Héctor está de verdad confuso ahora, también está irritado. Le parece que Román está jugando con él, le parece un viejo insufrible. No tiene por qué aguantar a un viejo inaguantable. Todo lo que tiene que hacer es recoger su grabadora y despedirse cortésmente. Pero reconoce que no puede hacerlo. No ahora mismo. Se siente enganchado por un mecanismo deseante.

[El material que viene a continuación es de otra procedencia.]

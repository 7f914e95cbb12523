mod common;

use std::time::Duration;

use common::*;
use futures_util::{SinkExt, StreamExt};
use ptymux::protocol::{Frame, FrameKind};
use ptymux::term::TermRunner;
use ptymux::transport;
use tokio::time::timeout;
use tokio_tungstenite::connect_async;
use tokio_tungstenite::tungstenite::{Error as WsError, Message};

fn handshake_status(err: WsError) -> u16 {
    match err {
        WsError::Http(response) => response.status().as_u16(),
        other => panic!("expected http handshake rejection, got: {other}"),
    }
}

/// Reads binary messages until `count` have arrived.
async fn collect_binary(ws: &mut WsClient, count: usize) -> Vec<Vec<u8>> {
    let mut collected = Vec::with_capacity(count);
    timeout(Duration::from_secs(10), async {
        while collected.len() < count {
            match ws.next().await {
                Some(Ok(Message::Binary(data))) => collected.push(data.to_vec()),
                Some(Ok(_)) => {}
                Some(Err(err)) => panic!("websocket error: {err}"),
                None => panic!("stream ended after {} messages", collected.len()),
            }
        }
    })
    .await
    .expect("timed out collecting messages");
    collected
}

#[tokio::test]
async fn rejects_wrong_token() {
    let (port, bus) = start_server().await;
    let url = format!("ws://127.0.0.1:{port}/ws/process?token=wrong&processId=p1");
    let err = connect_async(url.as_str())
        .await
        .expect_err("handshake should be rejected");
    assert_eq!(handshake_status(err), 401);
    assert!(bus.session("p1").is_none());
}

#[tokio::test]
async fn rejects_missing_or_unknown_parameters() {
    let (port, _bus) = start_server().await;

    let missing_token = format!("ws://127.0.0.1:{port}/ws/process?processId=p1");
    let err = connect_async(missing_token.as_str()).await.expect_err("no token");
    assert_eq!(handshake_status(err), 400);

    let missing_process = format!("ws://127.0.0.1:{port}/ws/process?token={TOKEN}");
    let err = connect_async(missing_process.as_str())
        .await
        .expect_err("no process id");
    assert_eq!(handshake_status(err), 400);

    let unknown_type = format!("ws://127.0.0.1:{port}/ws/observer?token={TOKEN}&processId=p1");
    let err = connect_async(unknown_type.as_str())
        .await
        .expect_err("unknown connection type");
    assert_eq!(handshake_status(err), 400);
}

#[tokio::test]
async fn rejects_subscriber_for_unknown_process() {
    let (port, _bus) = start_server().await;
    let err = connect_async(client_url(port, "nobody").as_str())
        .await
        .expect_err("no session registered");
    assert_eq!(handshake_status(err), 404);
}

#[tokio::test]
async fn rejects_second_producer_for_same_id() {
    let (port, _bus) = start_server().await;
    let _producer = connect(&process_url(port, "dup")).await;
    tokio::time::sleep(Duration::from_millis(100)).await;

    let err = connect_async(process_url(port, "dup").as_str())
        .await
        .expect_err("id already claimed");
    assert_eq!(handshake_status(err), 409);
}

#[tokio::test]
async fn fans_out_in_producer_order_after_warmup() {
    let (port, _bus) = start_server().await;
    let mut producer = connect(&process_url(port, "fan")).await;
    tokio::time::sleep(Duration::from_millis(100)).await;

    let mut sub_a = connect(&client_url(port, "fan")).await;
    let mut sub_b = connect(&client_url(port, "fan")).await;
    tokio::time::sleep(Duration::from_millis(100)).await;

    let payloads: Vec<Vec<u8>> = (0..20)
        .map(|i| Frame::data(format!("chunk-{i}").into_bytes()).encode())
        .collect();
    for payload in &payloads {
        producer
            .send(Message::binary(payload.clone()))
            .await
            .unwrap();
    }

    // Both subscribers see the zero-length warm-up frame first, then every
    // payload in producer order.
    for sub in [&mut sub_a, &mut sub_b] {
        let received = collect_binary(sub, payloads.len() + 1).await;
        assert!(received[0].is_empty(), "first frame should be the warm-up");
        assert_eq!(&received[1..], &payloads[..]);
    }
}

#[tokio::test]
async fn subscriber_input_reaches_producer() {
    let (port, _bus) = start_server().await;
    let mut producer = connect(&process_url(port, "input")).await;
    tokio::time::sleep(Duration::from_millis(100)).await;

    let mut sub = connect(&client_url(port, "input")).await;
    tokio::time::sleep(Duration::from_millis(100)).await;

    sub.send(Message::binary(Frame::ready().encode()))
        .await
        .unwrap();
    // Text frames are coerced to DATA for controllers that cannot emit
    // binary.
    sub.send(Message::text("typed")).await.unwrap();

    let received = collect_binary(&mut producer, 2).await;
    assert_eq!(Frame::decode(&received[0]).unwrap(), Frame::ready());
    assert_eq!(
        Frame::decode(&received[1]).unwrap(),
        Frame::data(b"typed".to_vec())
    );
}

#[tokio::test]
async fn producer_disconnect_cancels_subscribers_and_frees_id() {
    let (port, bus) = start_server().await;
    let mut producer = connect(&process_url(port, "gone")).await;
    tokio::time::sleep(Duration::from_millis(100)).await;

    let mut sub = connect(&client_url(port, "gone")).await;
    tokio::time::sleep(Duration::from_millis(100)).await;

    producer.close(None).await.unwrap();

    // The subscriber's attachment terminates within a bounded time.
    timeout(Duration::from_secs(5), async {
        loop {
            match sub.next().await {
                Some(Ok(Message::Close(_))) | None => break,
                Some(Ok(_)) => {}
                Some(Err(_)) => break,
            }
        }
    })
    .await
    .expect("subscriber should be disconnected");

    // The id becomes reusable once the registry entry is gone.
    timeout(Duration::from_secs(5), async {
        loop {
            if bus.session("gone").is_none() {
                break;
            }
            tokio::time::sleep(Duration::from_millis(20)).await;
        }
    })
    .await
    .expect("registry entry should be removed");

    let _second = connect(&process_url(port, "gone")).await;
}

#[tokio::test]
async fn short_lived_command_delivers_buffered_output() {
    let (port, _bus) = start_server().await;

    let (socket, _) = connect_async(process_url(port, "short").as_str())
        .await
        .unwrap();
    let (sink, source) = transport::split_client(socket);
    let runner = TermRunner::new(24, 80, &args(&["sh", "-c", "printf hello"])).unwrap();
    let run = tokio::spawn(runner.run(sink, source));

    // The child exits long before any controller attaches; nothing may be
    // delivered yet.
    tokio::time::sleep(Duration::from_millis(300)).await;

    let mut sub = connect(&client_url(port, "short")).await;
    sub.send(Message::binary(Frame::ready().encode()))
        .await
        .unwrap();

    let mut output = Vec::new();
    timeout(Duration::from_secs(10), async {
        loop {
            match sub.next().await {
                Some(Ok(Message::Binary(data))) if data.is_empty() => {} // warm-up
                Some(Ok(Message::Binary(data))) => {
                    let frame = Frame::decode(&data).unwrap();
                    assert_eq!(frame.kind(), FrameKind::Data);
                    output.extend_from_slice(frame.as_data().unwrap());
                }
                Some(Ok(Message::Close(_))) | None => break,
                Some(Ok(_)) => {}
                Some(Err(_)) => break,
            }
        }
    })
    .await
    .expect("timed out waiting for buffered output");

    assert_eq!(output, b"hello");
    run.await.unwrap().unwrap();
}

#[tokio::test]
async fn two_subscribers_observe_live_session_identically() {
    let (port, _bus) = start_server().await;

    let (socket, _) = connect_async(process_url(port, "cat").as_str())
        .await
        .unwrap();
    let (sink, source) = transport::split_client(socket);
    let runner = TermRunner::new(24, 80, &args(&["cat"])).unwrap();
    let run = tokio::spawn(runner.run(sink, source));
    tokio::time::sleep(Duration::from_millis(100)).await;

    let mut sub_a = connect(&client_url(port, "cat")).await;
    sub_a
        .send(Message::binary(Frame::ready().encode()))
        .await
        .unwrap();
    sub_a
        .send(Message::binary(Frame::data(b"a\n".to_vec()).encode()))
        .await
        .unwrap();
    wait_for_output(&mut sub_a, b"a").await;

    let mut sub_b = connect(&client_url(port, "cat")).await;
    sub_b
        .send(Message::binary(Frame::ready().encode()))
        .await
        .unwrap();
    tokio::time::sleep(Duration::from_millis(100)).await;

    // Bytes produced after B attached arrive at both, in the same order.
    sub_a
        .send(Message::binary(Frame::data(b"b\n".to_vec()).encode()))
        .await
        .unwrap();
    wait_for_output(&mut sub_a, b"b").await;
    wait_for_output(&mut sub_b, b"b").await;

    run.abort();
}

/// Drains subscriber frames until the decoded DATA payloads contain `needle`.
async fn wait_for_output(ws: &mut WsClient, needle: &[u8]) {
    let mut seen = Vec::new();
    timeout(Duration::from_secs(10), async {
        loop {
            match ws.next().await {
                Some(Ok(Message::Binary(data))) if data.is_empty() => {}
                Some(Ok(Message::Binary(data))) => {
                    if let Ok(frame) = Frame::decode(&data) {
                        if frame.kind() == FrameKind::Data {
                            seen.extend_from_slice(frame.as_data().unwrap());
                            if seen
                                .windows(needle.len())
                                .any(|window| window == needle)
                            {
                                break;
                            }
                        }
                    }
                }
                Some(Ok(_)) => {}
                Some(Err(err)) => panic!("websocket error: {err}"),
                None => panic!("stream ended while waiting for output"),
            }
        }
    })
    .await
    .expect("timed out waiting for echoed output");
}
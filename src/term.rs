//! Terminal runner: owns the PTY, pumps bytes between the child and the
//! transport, and coordinates the READY handshake.

use std::io::{Read, Write};
use std::sync::Arc;
use std::time::Duration;

use parking_lot::Mutex;
use portable_pty::{native_pty_system, CommandBuilder, MasterPty, PtySize};
use thiserror::Error;
use tokio::sync::{mpsc, watch};
use tracing::{debug, error};

use crate::buffering::DeferredWriter;
use crate::protocol::{Frame, FrameKind, ProtocolError};
use crate::transport::{FrameSource, OutputSink};

const PTY_READ_BUFFER_SIZE: usize = 4096;
const PTY_OUTPUT_CHANNEL: usize = 256;
/// How long to keep the transport open after the final flush so the bus can
/// forward the tail to subscribers before the connection drops.
const DRAIN_GRACE: Duration = Duration::from_millis(100);

#[derive(Debug, Error)]
pub enum TermError {
    #[error("no command specified")]
    NoCommand,
    #[error("spawning pty: {0}")]
    Spawn(String),
    #[error("setting pty size to {cols}x{rows}: {message}")]
    Resize {
        cols: u16,
        rows: u16,
        message: String,
    },
    #[error(transparent)]
    Protocol(#[from] ProtocolError),
    #[error(transparent)]
    Io(#[from] std::io::Error),
    #[error("inactivity timeout: no controller became ready within {0:?}")]
    InactivityTimeout(Duration),
}

/// Applies decoded frames to the PTY and latches the first READY.
pub struct MessageHandler {
    master: Mutex<Box<dyn MasterPty + Send>>,
    writer: Mutex<Box<dyn Write + Send>>,
    ready: watch::Sender<bool>,
}

impl MessageHandler {
    fn new(master: Box<dyn MasterPty + Send>, writer: Box<dyn Write + Send>) -> Self {
        Self {
            master: Mutex::new(master),
            writer: Mutex::new(writer),
            ready: watch::channel(false).0,
        }
    }

    /// Resolves once a READY frame has been handled; immediately if one
    /// already was.
    pub async fn wait_ready(&self) {
        let mut rx = self.ready.subscribe();
        let _ = rx.wait_for(|ready| *ready).await;
    }

    pub fn handle_bytes(&self, payload: &[u8]) -> Result<(), TermError> {
        self.handle(Frame::decode(payload)?)
    }

    pub fn handle(&self, frame: Frame) -> Result<(), TermError> {
        match frame.kind() {
            FrameKind::Ready => {
                // Latched at most once; repeats are no-ops.
                self.ready.send_replace(true);
                Ok(())
            }
            FrameKind::Resize => {
                let (cols, rows) = frame.as_resize()?;
                self.master
                    .lock()
                    .resize(PtySize {
                        rows,
                        cols,
                        pixel_width: 0,
                        pixel_height: 0,
                    })
                    .map_err(|err| TermError::Resize {
                        cols,
                        rows,
                        message: err.to_string(),
                    })
            }
            FrameKind::Data => {
                let data = frame.as_data()?;
                self.writer.lock().write_all(data)?;
                Ok(())
            }
        }
    }
}

pub struct TermRunner {
    rows: u16,
    cols: u16,
    command: String,
    args: Vec<String>,
    on_ready: Option<Box<dyn Fn() + Send + Sync>>,
}

impl TermRunner {
    pub fn new(rows: u16, cols: u16, command_and_args: &[String]) -> Result<Self, TermError> {
        let (command, args) = command_and_args.split_first().ok_or(TermError::NoCommand)?;
        Ok(Self {
            rows,
            cols,
            command: command.clone(),
            args: args.to_vec(),
            on_ready: None,
        })
    }

    /// Hook invoked when the first READY arrives, before the buffered
    /// backlog is flushed.
    pub fn with_on_ready(mut self, hook: impl Fn() + Send + Sync + 'static) -> Self {
        self.on_ready = Some(Box::new(hook));
        self
    }

    /// Spawns the child under a fresh PTY and pumps it against the transport
    /// until the PTY reaches end-of-file.
    ///
    /// Returns only after a READY was seen: for a child that exits before
    /// any controller attaches, the accumulated output is held until a late
    /// subscriber signals READY and then flushed in full.
    pub async fn run<S, R>(mut self, sink: S, mut source: R) -> Result<(), TermError>
    where
        S: OutputSink + 'static,
        R: FrameSource + 'static,
    {
        let pair = native_pty_system()
            .openpty(PtySize {
                rows: self.rows,
                cols: self.cols,
                pixel_width: 0,
                pixel_height: 0,
            })
            .map_err(|err| TermError::Spawn(err.to_string()))?;

        let mut cmd = CommandBuilder::new(&self.command);
        cmd.args(&self.args);
        let mut child = pair
            .slave
            .spawn_command(cmd)
            .map_err(|err| TermError::Spawn(err.to_string()))?;
        // Close our copy of the slave end so the master reads EOF once the
        // child exits.
        drop(pair.slave);

        let mut reader = pair
            .master
            .try_clone_reader()
            .map_err(|err| TermError::Spawn(err.to_string()))?;
        let writer = pair
            .master
            .take_writer()
            .map_err(|err| TermError::Spawn(err.to_string()))?;

        let handler = Arc::new(MessageHandler::new(pair.master, writer));
        let target = Arc::new(DeferredWriter::new(sink));

        let ready_waiter = {
            let handler = handler.clone();
            let target = target.clone();
            let on_ready = self.on_ready.take();
            tokio::spawn(async move {
                handler.wait_ready().await;
                if let Some(hook) = &on_ready {
                    hook();
                }
                match target.mark_ready().await {
                    Ok(flushed) => debug!(bytes = flushed, "flushed buffered output"),
                    Err(err) => error!(%err, "flushing buffered output failed"),
                }
            })
        };

        let reader_pump = {
            let handler = handler.clone();
            tokio::spawn(async move {
                loop {
                    match source.next().await {
                        Ok(Some(payload)) => {
                            if let Err(err) = handler.handle_bytes(&payload) {
                                error!(%err, "handling frame failed");
                                break;
                            }
                        }
                        Ok(None) => break,
                        Err(err) => {
                            error!(%err, "reading frame failed");
                            break;
                        }
                    }
                }
            })
        };

        // Writer pump: blocking PTY reads on a dedicated thread, forwarded
        // through the deferred writer on this task.
        let (chunk_tx, mut chunk_rx) = mpsc::channel::<Vec<u8>>(PTY_OUTPUT_CHANNEL);
        let read_thread = tokio::task::spawn_blocking(move || {
            let mut buf = [0u8; PTY_READ_BUFFER_SIZE];
            loop {
                match reader.read(&mut buf) {
                    Ok(0) => break,
                    Ok(n) => {
                        if chunk_tx.blocking_send(buf[..n].to_vec()).is_err() {
                            break;
                        }
                    }
                    Err(_) => break,
                }
            }
        });

        while let Some(chunk) = chunk_rx.recv().await {
            if let Err(err) = target.write(&chunk).await {
                error!(%err, "forwarding output failed");
                break;
            }
        }
        debug!("pty closed");

        // A non-interactive child can exit before any controller attached;
        // hold the backlog until a READY finally arrives, then flush it.
        handler.wait_ready().await;
        match target.mark_ready().await {
            Ok(0) => {}
            Ok(flushed) => debug!(bytes = flushed, "flushed final buffer"),
            Err(err) => error!(%err, "flushing final buffer failed"),
        }

        if let Some(elapsed) = target.ready_elapsed() {
            if elapsed < DRAIN_GRACE {
                tokio::time::sleep(DRAIN_GRACE - elapsed).await;
            }
        }

        let _ = child.try_wait();
        ready_waiter.abort();
        reader_pump.abort();
        let _ = read_thread.await;
        Ok(())
    }
}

No se va porque desea continuar la relación con Román. Y Román lo sabe. Los dos saben lo que el otro sabe. Ahora le entretiene la entrevista. Ahora que no es una entrevista le entretiene charlar con Héctor. Sin embargo, se da cuenta de que le ha dicho la verdad al reconocer que es una celebridad menor. No lo ha dicho con melancolía. No lo ha dicho con un sentimiento de inferioridad, o como un hombre deprimido dice cosas negativas de sí mismo. Pero sí es cierto que, a la vez que Héctor le hace sentirse reanimado —el chico tiene su gracia: su propia velocidad, su propio ritmo intelectual, además de encanto físico—, le hace sentirse desanimado y cansado y desganado.